Puberty 2

Mitski

Dead Oceans – 2016
par Jeff, le 21 juin 2016
8

C’est dingue comme parler de ‘musiques à guitares’ m’emmerde profondément depuis quelques temps, moi qui ai pourtant grandi avec elles, connu mes plus belles émotions à leur contact. 

Je n’irai pas jusqu’à me ranger dans le camp des Stéphane Pauwels de la critique qui prédisent la mort imminente du rock depuis 10 ans, mais j’ai quand même tendance à penser qu’un cycle est en train de se terminer, que dans son acceptation la plus restrictive, le rock a fait le tour de la question, à peu près tout essayé. Il continue de sortir de bons disques, mais ceux-ci renvoient plus souvent aux discographies idéales de leurs géniteurs qu’à de réelles perspectives d’avenir – le plus bel exemple étant probablement le dernier Parquet Courts, pas avare en titres exceptionnels qui me donnent surtout envie de réécouter Marquee Moon, sorti quarante ans plus tôt.

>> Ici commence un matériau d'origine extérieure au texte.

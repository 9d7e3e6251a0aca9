//! Setup intake: loose rows in, typed and filtered candidates out.
//!
//! Rows arrive from exports where prices may be numbers or numeric strings
//! and any field may be missing. Conversion never fails the batch:
//! 1. Rows without an id, a session date, a direction, or a finite entry
//!    zone, stop, and target 1 are counted as malformed and dropped
//! 2. Trade management is kept only when both of its fields are valid
//! 3. The `SetupFilter` drops gate-blocked, hidden-tier, paused-type, and
//!    paused-combo setups, each with its own counter and note

use chrono::{DateTime, NaiveDate, Utc};
use serde::{Deserialize, Serialize};
use setuplab_core::{Direction, GateStatus, SetupCandidate, TradeManagement};
use std::collections::BTreeSet;

/// Tier value that marks a setup as not shown to traders.
pub const HIDDEN_TIER: &str = "hidden";

/// A number that may have been exported as a string.
#[derive(Debug, Clone, PartialEq, Serialize, Deserialize)]
#[serde(untagged)]
pub enum LooseNumber {
    Number(f64),
    Text(String),
}

impl LooseNumber {
    pub fn to_finite(&self) -> Option<f64> {
        let value = match self {
            Self::Number(n) => *n,
            Self::Text(s) => s.trim().parse::<f64>().ok()?,
        };
        value.is_finite().then_some(value)
    }
}

fn finite(value: &Option<LooseNumber>) -> Option<f64> {
    value.as_ref().and_then(LooseNumber::to_finite)
}

/// One setup as exported, before validation.
#[derive(Debug, Clone, Default, Serialize, Deserialize)]
#[serde(default)]
pub struct SetupRow {
    #[serde(alias = "engine_setup_id")]
    pub id: Option<String>,
    pub session_date: Option<String>,
    pub setup_type: Option<String>,
    pub direction: Option<String>,
    pub regime: Option<String>,
    pub tier: Option<String>,
    pub gate_status: Option<String>,
    #[serde(alias = "entry_zone_low")]
    pub entry_low: Option<LooseNumber>,
    #[serde(alias = "entry_zone_high")]
    pub entry_high: Option<LooseNumber>,
    pub stop_price: Option<LooseNumber>,
    #[serde(alias = "target_1_price")]
    pub target1_price: Option<LooseNumber>,
    #[serde(alias = "target_2_price")]
    pub target2_price: Option<LooseNumber>,
    pub first_seen_at: Option<String>,
    pub triggered_at: Option<String>,
    pub trade_management: Option<serde_json::Value>,
}

fn parse_timestamp(value: &Option<String>) -> Option<DateTime<Utc>> {
    value
        .as_deref()
        .and_then(|s| DateTime::parse_from_rfc3339(s.trim()).ok())
        .map(|dt| dt.with_timezone(&Utc))
}

fn non_empty(value: &Option<String>) -> Option<&str> {
    value.as_deref().map(str::trim).filter(|s| !s.is_empty())
}

/// Both fields must be present and well-typed; anything else means no override.
fn parse_trade_management(value: &serde_json::Value) -> Option<TradeManagement> {
    let object = value.as_object()?;
    let partial = match object.get("partial_at_t1_pct")? {
        serde_json::Value::Number(n) => n.as_f64(),
        serde_json::Value::String(s) => s.trim().parse::<f64>().ok(),
        _ => None,
    }
    .filter(|p| p.is_finite())?;
    let breakeven = object.get("move_stop_to_breakeven")?.as_bool()?;
    Some(TradeManagement::new(partial, breakeven))
}

impl SetupRow {
    /// Typed candidate, or `None` when a required field is missing or invalid.
    pub fn to_candidate(&self) -> Option<SetupCandidate> {
        let id = non_empty(&self.id)?;
        let session_date = NaiveDate::parse_from_str(non_empty(&self.session_date)?, "%Y-%m-%d").ok()?;
        let direction: Direction = non_empty(&self.direction)?.parse().ok()?;
        let gate_status = match non_empty(&self.gate_status) {
            Some("blocked") => Some(GateStatus::Blocked),
            Some("eligible") => Some(GateStatus::Eligible),
            _ => None,
        };

        let candidate = SetupCandidate {
            id: id.to_string(),
            session_date,
            setup_type: non_empty(&self.setup_type).unwrap_or("unknown").to_string(),
            direction,
            regime: non_empty(&self.regime).map(str::to_string),
            tier: non_empty(&self.tier).map(str::to_string),
            gate_status,
            entry_low: finite(&self.entry_low)?,
            entry_high: finite(&self.entry_high)?,
            stop_price: finite(&self.stop_price)?,
            target1_price: finite(&self.target1_price)?,
            target2_price: finite(&self.target2_price),
            first_seen_at: parse_timestamp(&self.first_seen_at),
            triggered_at: parse_timestamp(&self.triggered_at),
            trade_management: self.trade_management.as_ref().and_then(parse_trade_management),
            risk_anchor_stop: None,
        };
        Some(candidate)
    }
}

/// Which setups take part in a run.
#[derive(Debug, Clone, Default, PartialEq, Serialize, Deserialize)]
#[serde(default)]
pub struct SetupFilter {
    pub include_blocked: bool,
    pub include_hidden_tiers: bool,
    pub include_paused: bool,
    pub paused_setup_types: BTreeSet<String>,
    /// `setup_type|regime` keys.
    pub paused_combos: BTreeSet<String>,
    pub from: Option<NaiveDate>,
    pub to: Option<NaiveDate>,
}

/// Why a well-formed setup was left out.
#[derive(Debug, Clone, Copy, PartialEq, Eq)]
pub enum SkipReason {
    OutsideRange,
    Blocked,
    HiddenTier,
    PausedSetupType,
    PausedCombo,
}

impl SetupFilter {
    pub fn check(&self, setup: &SetupCandidate) -> Result<(), SkipReason> {
        if self.from.is_some_and(|from| setup.session_date < from)
            || self.to.is_some_and(|to| setup.session_date > to)
        {
            return Err(SkipReason::OutsideRange);
        }
        if !self.include_blocked && setup.gate_status == Some(GateStatus::Blocked) {
            return Err(SkipReason::Blocked);
        }
        if !self.include_hidden_tiers && setup.tier.as_deref() == Some(HIDDEN_TIER) {
            return Err(SkipReason::HiddenTier);
        }
        if self.include_paused {
            return Ok(());
        }
        if self.paused_setup_types.contains(&setup.setup_type) {
            return Err(SkipReason::PausedSetupType);
        }
        if setup
            .combo_key()
            .is_some_and(|key| self.paused_combos.contains(&key))
        {
            return Err(SkipReason::PausedCombo);
        }
        Ok(())
    }
}

/// Setups admitted for a run plus what was dropped on the way.
#[derive(Debug, Clone, Default, PartialEq, Serialize, Deserialize)]
pub struct IntakeReport {
    pub setups: Vec<SetupCandidate>,
    pub malformed: usize,
    pub outside_range: usize,
    pub blocked: usize,
    pub hidden: usize,
    pub paused_setup_type: usize,
    pub paused_combo: usize,
    pub notes: Vec<String>,
}

impl IntakeReport {
    fn record(&mut self, reason: SkipReason) {
        match reason {
            SkipReason::OutsideRange => self.outside_range += 1,
            SkipReason::Blocked => self.blocked += 1,
            SkipReason::HiddenTier => self.hidden += 1,
            SkipReason::PausedSetupType => self.paused_setup_type += 1,
            SkipReason::PausedCombo => self.paused_combo += 1,
        }
    }

    fn write_notes(&mut self) {
        let counted = [
            (self.malformed, "malformed setup rows"),
            (self.blocked, "gate-blocked setups (non-actionable)"),
            (self.hidden, "hidden-tier setups (non-actionable)"),
            (self.paused_setup_type, "paused-setup-type setups via optimizer profile"),
            (self.paused_combo, "paused setup/regime combo setups via optimizer profile"),
        ];
        for (count, what) in counted {
            if count > 0 {
                self.notes.push(format!("Skipped {count} {what}."));
            }
        }
    }
}

/// Apply `filter` to already-typed setups.
pub fn filter_setups<I>(setups: I, filter: &SetupFilter) -> IntakeReport
where
    I: IntoIterator<Item = SetupCandidate>,
{
    let mut report = IntakeReport::default();
    for setup in setups {
        if !setup.has_finite_prices() {
            report.malformed += 1;
            continue;
        }
        match filter.check(&setup) {
            Ok(()) => report.setups.push(setup),
            Err(reason) => report.record(reason),
        }
    }
    report.write_notes();
    report
}

/// Convert loose rows and apply `filter`.
pub fn intake_rows(rows: &[SetupRow], filter: &SetupFilter) -> IntakeReport {
    let candidates: Vec<SetupCandidate> = rows.iter().filter_map(SetupRow::to_candidate).collect();
    let malformed = rows.len() - candidates.len();
    let mut report = filter_setups(candidates, filter);
    if malformed > 0 {
        report.malformed += malformed;
        report.notes.clear();
        report.write_notes();
    }
    report
}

Heureusement que ces dernières années, des artistes sont quand même parvenus à faire avancer lentement le schmilblick. Et Annie Clark aka St. Vincent fait partie de ces gens qu’on ne remerciera jamais assez d’exister. Avec les années, son œuvre a muté vers quelque chose de résolument novateur, vers une musique en prise totale avec la modernité de notre époque. Si on vous parle de la sculpturale Américaine, c’est parce qu’on retrouve un peu de son talent chez Mitski, une New-yorkaise d'adoption (mais née à Tokyo) qui vient de sortir son nouvel album sur Dead Oceans, label texan qui héberge également The Tallest Man On Earh ou Kevin Morby.

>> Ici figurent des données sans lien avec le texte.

//! Realized R: the result of a triggered setup as a multiple of initial risk.

use crate::domain::{round_dp, Direction, FinalOutcome};

/// Floor on the risk unit so near-zero stops cannot blow up R.
pub const MIN_RISK_UNIT: f64 = 0.25;

/// Inputs needed to price an outcome in R.
#[derive(Debug, Clone, Copy, PartialEq)]
pub struct TradeLegs {
    pub direction: Direction,
    pub entry_fill: f64,
    /// Stop that defines 1R.
    pub risk_stop: f64,
    pub target1: f64,
    pub target2: Option<f64>,
    pub partial_at_t1: f64,
    pub move_stop_to_breakeven: bool,
    pub commission_r: f64,
    pub stop_hit: bool,
    /// Close of the last observed bar, used to mark open legs.
    pub last_close: Option<f64>,
}

impl TradeLegs {
    pub fn risk_unit(&self) -> f64 {
        (self.entry_fill - self.risk_stop).abs().max(MIN_RISK_UNIT)
    }

    fn target_r(&self, target: f64) -> f64 {
        (target - self.entry_fill).abs() / self.risk_unit()
    }

    /// Signed move from entry to the last close, in R.
    fn mark_to_close_r(&self) -> f64 {
        let mark = self.last_close.unwrap_or(self.entry_fill);
        (mark - self.entry_fill) * self.direction.sign() / self.risk_unit()
    }
}

/// Realized R for a final outcome, rounded to 4 decimals.
pub fn realized_r(outcome: FinalOutcome, legs: &TradeLegs) -> f64 {
    let partial = legs.partial_at_t1;
    let runner_weight = 1.0 - partial;
    let t1_r = legs.target_r(legs.target1);
    let c = legs.commission_r;

    let r = match outcome {
        FinalOutcome::T2BeforeStop => {
            let t2_r = legs.target2.map_or(t1_r, |t2| legs.target_r(t2));
            partial * t1_r + runner_weight * t2_r - c
        }
        FinalOutcome::T1BeforeStop => {
            let runner = if legs.stop_hit {
                if legs.move_stop_to_breakeven {
                    0.0
                } else {
                    -1.0
                }
            } else {
                legs.mark_to_close_r()
            };
            partial * t1_r + runner_weight * runner - c
        }
        FinalOutcome::StopBeforeT1 => -1.0 - c,
        FinalOutcome::ExpiredUnresolved => legs.mark_to_close_r() - c,
    };
    round_dp(r, 4)
}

Si les comparaisons avec Annie Clark sont inévitables sur nombre de titres de Puberty 2 (à d'autres moments, on pense aussi à Sharon Van Etten, et même à Beth Gibbons en fin de disque), c’est parce qu’on retrouve chez Mitski Miyawaki une liberté totale dans l’écriture, une volonté affirmée de s’affranchir de pas mal de codes propres à son époque, un fort désir de faire bouger les lignes et une envie permanente de mettre nos neurones à contributions – mais sans jamais oublier de faire battre nos petits cœurs, et c’est une précision qui a son importance. Et c’est justement parce qu’elle ressemble un peu à St. Vincent que Mitski ne ressemble finalement à pas grand monde. Un peu rock, un peu folk, un peu pop, mais surtout très Mitski. Et franchement, dans le climat actuel, qu’est-ce que ça fait du bien de se projeter dans l'avenir telle que ce petit bout de femme extrêmement talentueux le conceptualise.